*Task statement*
Below are records; reproduce exactly the lines from the one that has "use clap::Parser;" through the one that has "Enable verbose logging.", ends included, and nothing more.

*Data for this exercise*

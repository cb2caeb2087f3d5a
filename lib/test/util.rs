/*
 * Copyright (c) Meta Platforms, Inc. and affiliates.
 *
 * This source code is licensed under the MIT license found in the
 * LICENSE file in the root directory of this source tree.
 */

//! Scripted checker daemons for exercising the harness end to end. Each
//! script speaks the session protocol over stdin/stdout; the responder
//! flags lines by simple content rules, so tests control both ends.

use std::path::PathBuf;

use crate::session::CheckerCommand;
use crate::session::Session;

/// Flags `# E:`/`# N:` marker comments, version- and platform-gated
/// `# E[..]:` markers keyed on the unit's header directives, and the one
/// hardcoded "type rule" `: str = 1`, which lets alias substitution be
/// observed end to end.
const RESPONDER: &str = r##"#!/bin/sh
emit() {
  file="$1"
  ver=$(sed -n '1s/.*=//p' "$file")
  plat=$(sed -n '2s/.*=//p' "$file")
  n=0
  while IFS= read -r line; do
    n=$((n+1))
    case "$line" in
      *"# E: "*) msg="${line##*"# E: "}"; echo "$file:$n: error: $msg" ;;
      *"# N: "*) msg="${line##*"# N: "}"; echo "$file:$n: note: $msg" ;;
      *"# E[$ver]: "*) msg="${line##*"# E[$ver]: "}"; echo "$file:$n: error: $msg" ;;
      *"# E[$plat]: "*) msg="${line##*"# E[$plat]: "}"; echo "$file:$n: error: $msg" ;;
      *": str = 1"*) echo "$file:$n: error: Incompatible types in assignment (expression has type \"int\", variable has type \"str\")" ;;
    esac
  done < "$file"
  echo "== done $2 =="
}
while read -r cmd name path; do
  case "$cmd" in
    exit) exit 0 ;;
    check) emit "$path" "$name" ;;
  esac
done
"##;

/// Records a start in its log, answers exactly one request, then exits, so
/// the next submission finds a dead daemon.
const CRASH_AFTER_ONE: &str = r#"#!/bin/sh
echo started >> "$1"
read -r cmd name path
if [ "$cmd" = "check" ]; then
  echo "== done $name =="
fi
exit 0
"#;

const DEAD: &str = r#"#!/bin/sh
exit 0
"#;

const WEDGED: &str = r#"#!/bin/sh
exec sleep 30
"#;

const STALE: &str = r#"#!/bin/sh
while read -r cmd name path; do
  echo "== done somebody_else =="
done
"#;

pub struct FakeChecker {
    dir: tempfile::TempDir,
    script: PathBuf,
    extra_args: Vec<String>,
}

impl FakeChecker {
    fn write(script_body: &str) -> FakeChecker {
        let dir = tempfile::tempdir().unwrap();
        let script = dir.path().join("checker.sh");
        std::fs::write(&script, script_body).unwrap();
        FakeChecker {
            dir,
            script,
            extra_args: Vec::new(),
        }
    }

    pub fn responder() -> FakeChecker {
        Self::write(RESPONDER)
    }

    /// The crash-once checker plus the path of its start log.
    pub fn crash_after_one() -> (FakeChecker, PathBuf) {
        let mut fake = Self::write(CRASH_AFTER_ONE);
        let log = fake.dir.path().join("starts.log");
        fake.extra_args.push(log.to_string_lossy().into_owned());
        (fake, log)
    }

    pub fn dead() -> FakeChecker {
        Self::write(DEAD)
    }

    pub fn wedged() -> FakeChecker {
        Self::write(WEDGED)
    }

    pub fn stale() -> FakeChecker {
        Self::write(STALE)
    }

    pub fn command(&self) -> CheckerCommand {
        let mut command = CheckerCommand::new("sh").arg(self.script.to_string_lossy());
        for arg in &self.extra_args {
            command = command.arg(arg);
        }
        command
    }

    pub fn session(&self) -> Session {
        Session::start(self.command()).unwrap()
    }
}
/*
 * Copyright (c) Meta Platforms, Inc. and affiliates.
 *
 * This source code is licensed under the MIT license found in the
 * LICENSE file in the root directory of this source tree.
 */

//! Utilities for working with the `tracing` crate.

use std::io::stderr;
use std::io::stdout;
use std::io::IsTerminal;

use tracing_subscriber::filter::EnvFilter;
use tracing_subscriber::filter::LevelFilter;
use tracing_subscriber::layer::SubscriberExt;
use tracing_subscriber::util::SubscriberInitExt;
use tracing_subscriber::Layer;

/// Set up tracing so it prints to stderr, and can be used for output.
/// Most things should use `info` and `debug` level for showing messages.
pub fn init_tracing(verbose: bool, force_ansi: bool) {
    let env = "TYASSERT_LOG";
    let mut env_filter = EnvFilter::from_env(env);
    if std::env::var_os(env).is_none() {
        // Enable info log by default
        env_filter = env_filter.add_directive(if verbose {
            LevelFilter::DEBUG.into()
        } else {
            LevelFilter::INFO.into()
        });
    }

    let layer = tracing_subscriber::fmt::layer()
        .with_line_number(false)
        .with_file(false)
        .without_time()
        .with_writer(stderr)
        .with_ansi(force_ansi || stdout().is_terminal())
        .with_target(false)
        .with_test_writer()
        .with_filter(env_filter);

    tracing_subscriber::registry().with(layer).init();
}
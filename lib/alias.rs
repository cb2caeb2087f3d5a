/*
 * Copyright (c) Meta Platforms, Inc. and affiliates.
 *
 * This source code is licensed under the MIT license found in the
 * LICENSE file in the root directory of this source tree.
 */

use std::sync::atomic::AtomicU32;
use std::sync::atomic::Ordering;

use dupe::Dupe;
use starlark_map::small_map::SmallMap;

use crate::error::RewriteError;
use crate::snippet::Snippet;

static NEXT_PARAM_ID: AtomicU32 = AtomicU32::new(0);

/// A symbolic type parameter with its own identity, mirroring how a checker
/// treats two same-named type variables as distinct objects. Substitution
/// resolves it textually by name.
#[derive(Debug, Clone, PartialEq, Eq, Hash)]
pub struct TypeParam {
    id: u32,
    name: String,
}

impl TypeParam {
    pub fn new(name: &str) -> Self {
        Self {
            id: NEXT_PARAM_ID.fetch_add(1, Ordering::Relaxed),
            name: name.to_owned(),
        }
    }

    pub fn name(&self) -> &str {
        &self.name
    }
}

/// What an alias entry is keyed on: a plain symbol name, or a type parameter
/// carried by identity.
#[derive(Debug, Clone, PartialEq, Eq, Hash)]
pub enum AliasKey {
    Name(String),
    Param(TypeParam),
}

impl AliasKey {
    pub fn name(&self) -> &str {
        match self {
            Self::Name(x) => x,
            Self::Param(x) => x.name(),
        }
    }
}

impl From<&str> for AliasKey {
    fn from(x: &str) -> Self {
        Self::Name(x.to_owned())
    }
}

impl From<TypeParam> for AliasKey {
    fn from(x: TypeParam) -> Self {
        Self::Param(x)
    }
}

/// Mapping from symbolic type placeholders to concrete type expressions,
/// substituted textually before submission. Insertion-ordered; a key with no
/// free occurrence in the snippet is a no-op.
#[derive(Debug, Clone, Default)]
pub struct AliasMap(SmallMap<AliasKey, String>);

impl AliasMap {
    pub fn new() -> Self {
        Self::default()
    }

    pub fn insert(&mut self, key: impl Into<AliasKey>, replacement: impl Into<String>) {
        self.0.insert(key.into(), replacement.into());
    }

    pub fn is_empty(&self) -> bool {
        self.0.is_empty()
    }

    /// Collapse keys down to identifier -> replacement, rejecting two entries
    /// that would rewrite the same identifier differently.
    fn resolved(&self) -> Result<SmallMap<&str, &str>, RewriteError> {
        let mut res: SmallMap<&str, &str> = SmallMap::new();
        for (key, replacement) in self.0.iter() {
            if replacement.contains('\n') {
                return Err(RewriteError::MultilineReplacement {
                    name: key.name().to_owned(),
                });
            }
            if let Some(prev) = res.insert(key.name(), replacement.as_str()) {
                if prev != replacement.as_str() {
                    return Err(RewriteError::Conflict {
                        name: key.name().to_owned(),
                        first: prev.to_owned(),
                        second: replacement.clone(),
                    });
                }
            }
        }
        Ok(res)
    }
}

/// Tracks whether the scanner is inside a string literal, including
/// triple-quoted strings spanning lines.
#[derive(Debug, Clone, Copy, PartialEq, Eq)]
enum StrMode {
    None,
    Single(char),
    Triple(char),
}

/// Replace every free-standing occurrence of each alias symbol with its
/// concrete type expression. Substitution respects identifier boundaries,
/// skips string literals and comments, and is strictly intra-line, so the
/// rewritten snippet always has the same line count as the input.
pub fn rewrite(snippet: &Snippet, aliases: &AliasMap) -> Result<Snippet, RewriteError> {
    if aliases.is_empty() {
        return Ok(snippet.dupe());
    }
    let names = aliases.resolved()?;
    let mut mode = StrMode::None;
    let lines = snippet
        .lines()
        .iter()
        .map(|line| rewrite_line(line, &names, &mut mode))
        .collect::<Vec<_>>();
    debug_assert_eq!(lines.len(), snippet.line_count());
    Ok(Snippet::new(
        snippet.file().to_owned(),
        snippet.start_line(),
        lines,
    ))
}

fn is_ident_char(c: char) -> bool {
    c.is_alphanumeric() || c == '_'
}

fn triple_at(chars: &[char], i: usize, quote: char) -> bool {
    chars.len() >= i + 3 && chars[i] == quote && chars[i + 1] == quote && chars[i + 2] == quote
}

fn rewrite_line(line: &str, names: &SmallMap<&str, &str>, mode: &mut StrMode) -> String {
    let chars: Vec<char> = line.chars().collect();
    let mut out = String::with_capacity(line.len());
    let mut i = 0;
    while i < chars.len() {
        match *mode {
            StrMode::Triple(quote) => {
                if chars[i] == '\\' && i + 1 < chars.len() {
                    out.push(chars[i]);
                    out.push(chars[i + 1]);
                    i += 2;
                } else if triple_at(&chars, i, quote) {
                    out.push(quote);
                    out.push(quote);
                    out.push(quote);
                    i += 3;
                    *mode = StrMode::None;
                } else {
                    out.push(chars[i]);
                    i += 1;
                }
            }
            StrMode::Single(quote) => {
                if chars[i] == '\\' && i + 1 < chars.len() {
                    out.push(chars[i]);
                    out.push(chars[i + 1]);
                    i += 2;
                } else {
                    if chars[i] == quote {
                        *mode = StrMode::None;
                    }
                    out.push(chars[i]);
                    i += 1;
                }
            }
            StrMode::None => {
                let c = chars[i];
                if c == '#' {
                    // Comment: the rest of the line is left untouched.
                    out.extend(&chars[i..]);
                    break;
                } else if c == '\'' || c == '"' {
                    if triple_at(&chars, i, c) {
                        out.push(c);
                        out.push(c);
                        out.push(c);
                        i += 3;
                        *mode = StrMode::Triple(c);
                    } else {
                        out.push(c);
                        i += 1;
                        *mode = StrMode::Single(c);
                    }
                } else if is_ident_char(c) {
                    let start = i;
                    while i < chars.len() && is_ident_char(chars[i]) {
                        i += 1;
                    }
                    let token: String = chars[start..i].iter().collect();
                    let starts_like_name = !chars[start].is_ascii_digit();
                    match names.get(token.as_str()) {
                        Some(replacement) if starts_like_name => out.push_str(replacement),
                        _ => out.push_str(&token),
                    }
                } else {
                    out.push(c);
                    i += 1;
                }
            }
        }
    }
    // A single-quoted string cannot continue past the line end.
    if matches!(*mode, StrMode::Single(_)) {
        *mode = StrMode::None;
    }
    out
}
...
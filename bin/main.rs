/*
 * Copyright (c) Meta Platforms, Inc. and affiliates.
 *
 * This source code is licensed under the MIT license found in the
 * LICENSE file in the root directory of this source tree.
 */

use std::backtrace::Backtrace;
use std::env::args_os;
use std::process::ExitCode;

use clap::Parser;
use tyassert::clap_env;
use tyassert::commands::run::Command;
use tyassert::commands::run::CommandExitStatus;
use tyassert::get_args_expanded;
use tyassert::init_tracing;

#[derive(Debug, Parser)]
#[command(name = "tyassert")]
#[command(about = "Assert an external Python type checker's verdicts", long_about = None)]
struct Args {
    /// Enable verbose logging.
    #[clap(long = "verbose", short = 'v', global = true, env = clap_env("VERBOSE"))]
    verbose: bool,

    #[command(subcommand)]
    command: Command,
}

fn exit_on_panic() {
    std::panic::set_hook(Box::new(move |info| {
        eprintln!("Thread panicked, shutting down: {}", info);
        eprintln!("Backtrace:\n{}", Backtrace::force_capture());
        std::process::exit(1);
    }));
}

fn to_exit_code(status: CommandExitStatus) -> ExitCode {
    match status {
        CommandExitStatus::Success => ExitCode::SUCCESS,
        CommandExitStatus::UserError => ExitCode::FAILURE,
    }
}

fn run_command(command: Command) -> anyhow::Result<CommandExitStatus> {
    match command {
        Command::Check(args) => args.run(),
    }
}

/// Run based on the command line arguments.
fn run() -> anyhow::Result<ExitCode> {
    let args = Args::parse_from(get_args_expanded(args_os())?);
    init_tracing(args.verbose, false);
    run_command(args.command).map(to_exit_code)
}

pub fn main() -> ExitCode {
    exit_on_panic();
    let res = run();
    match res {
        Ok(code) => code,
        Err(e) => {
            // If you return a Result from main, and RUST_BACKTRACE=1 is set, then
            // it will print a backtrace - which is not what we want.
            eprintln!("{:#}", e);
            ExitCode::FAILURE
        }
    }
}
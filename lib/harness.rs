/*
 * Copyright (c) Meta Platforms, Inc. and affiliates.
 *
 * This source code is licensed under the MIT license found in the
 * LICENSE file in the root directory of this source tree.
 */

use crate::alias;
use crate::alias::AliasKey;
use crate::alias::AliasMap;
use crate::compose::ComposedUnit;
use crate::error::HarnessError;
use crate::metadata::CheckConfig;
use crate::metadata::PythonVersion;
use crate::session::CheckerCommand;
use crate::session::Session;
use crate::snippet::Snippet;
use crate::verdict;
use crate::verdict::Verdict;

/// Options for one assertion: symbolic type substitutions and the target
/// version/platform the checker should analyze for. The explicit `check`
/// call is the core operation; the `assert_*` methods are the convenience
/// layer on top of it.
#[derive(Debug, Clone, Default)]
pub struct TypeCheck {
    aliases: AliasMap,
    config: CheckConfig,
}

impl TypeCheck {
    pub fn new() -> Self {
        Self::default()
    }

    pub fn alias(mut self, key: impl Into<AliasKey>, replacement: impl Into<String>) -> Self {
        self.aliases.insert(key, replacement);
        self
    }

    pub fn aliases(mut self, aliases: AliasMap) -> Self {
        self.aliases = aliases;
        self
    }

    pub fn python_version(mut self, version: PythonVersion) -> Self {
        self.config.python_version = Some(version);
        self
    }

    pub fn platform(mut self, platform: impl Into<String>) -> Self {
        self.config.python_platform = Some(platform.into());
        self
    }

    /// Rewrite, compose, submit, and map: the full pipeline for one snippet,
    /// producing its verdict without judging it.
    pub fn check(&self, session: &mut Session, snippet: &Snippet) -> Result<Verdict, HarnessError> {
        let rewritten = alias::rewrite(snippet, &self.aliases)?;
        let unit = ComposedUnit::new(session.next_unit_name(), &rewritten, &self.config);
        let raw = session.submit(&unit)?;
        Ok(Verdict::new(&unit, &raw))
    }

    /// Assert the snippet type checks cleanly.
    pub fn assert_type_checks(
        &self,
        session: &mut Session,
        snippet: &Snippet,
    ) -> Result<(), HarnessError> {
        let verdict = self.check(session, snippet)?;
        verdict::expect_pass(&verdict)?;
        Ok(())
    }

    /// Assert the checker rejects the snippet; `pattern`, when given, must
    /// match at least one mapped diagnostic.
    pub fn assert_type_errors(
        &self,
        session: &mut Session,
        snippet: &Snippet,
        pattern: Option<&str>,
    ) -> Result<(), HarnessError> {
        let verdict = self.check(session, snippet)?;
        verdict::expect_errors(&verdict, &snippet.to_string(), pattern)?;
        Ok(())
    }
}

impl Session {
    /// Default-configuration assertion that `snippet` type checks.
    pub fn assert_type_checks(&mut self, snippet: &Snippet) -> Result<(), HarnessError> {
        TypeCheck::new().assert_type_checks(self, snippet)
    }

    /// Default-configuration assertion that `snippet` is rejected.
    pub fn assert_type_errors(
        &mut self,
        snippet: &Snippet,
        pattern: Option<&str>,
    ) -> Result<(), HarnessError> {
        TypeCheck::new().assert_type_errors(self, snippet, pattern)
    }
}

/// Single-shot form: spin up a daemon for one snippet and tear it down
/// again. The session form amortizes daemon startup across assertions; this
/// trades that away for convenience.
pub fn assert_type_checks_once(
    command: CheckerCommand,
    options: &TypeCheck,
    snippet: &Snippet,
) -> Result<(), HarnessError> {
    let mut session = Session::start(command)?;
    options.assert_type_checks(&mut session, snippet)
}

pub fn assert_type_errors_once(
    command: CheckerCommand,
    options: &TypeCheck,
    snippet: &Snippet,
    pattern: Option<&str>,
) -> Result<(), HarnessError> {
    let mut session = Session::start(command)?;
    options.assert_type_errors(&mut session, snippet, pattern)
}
==
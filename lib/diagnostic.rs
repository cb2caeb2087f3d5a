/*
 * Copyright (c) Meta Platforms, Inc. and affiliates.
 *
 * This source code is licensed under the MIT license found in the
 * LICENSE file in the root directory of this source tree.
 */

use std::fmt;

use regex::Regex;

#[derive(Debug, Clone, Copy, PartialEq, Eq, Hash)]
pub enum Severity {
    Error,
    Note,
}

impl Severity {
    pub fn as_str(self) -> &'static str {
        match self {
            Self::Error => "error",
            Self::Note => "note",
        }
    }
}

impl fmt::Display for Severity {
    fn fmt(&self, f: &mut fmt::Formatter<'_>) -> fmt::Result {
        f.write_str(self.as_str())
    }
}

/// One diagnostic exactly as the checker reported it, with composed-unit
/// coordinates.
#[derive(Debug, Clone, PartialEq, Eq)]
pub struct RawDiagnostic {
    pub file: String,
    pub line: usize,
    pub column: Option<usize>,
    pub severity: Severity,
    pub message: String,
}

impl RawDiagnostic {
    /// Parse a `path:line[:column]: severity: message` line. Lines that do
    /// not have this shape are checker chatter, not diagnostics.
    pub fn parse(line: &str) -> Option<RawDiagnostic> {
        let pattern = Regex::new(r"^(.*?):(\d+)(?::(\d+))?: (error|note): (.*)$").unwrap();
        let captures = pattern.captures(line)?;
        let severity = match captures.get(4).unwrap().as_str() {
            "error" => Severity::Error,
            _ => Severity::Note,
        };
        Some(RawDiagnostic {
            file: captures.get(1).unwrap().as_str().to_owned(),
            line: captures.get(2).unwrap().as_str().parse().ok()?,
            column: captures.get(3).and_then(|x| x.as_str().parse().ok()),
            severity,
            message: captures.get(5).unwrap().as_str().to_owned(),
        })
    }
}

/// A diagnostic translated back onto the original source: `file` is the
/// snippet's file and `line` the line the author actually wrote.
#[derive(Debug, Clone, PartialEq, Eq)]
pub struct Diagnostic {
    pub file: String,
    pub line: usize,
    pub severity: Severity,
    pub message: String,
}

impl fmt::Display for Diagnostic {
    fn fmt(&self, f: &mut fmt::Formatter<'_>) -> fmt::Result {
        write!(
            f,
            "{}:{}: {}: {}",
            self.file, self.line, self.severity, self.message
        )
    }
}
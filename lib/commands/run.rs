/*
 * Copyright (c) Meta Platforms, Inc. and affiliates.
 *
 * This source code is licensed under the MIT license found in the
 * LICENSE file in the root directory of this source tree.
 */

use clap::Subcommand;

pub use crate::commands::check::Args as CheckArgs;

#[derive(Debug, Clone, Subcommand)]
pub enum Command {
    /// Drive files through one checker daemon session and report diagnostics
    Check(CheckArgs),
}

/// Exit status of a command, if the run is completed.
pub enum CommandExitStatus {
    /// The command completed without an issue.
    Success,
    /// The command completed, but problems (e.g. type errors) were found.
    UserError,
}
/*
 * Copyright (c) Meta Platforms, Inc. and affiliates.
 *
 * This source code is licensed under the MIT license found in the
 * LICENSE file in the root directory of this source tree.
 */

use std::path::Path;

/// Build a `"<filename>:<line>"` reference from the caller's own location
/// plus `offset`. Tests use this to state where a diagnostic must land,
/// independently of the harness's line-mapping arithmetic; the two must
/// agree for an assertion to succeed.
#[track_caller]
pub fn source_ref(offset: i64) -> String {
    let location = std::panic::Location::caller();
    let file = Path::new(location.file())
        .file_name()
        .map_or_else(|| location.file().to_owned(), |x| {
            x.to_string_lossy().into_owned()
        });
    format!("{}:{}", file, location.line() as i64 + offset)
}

*Written reply*
use clap::Parser;
use tyassert::clap_env;
use tyassert::commands::run::Command;
use tyassert::commands::run::CommandExitStatus;
use tyassert::get_args_expanded;
use tyassert::init_tracing;

#[derive(Debug, Parser)]
#[command(name = "tyassert")]
#[command(about = "Assert an external Python type checker's verdicts", long_about = None)]
struct Args {
    /// Enable verbose logging.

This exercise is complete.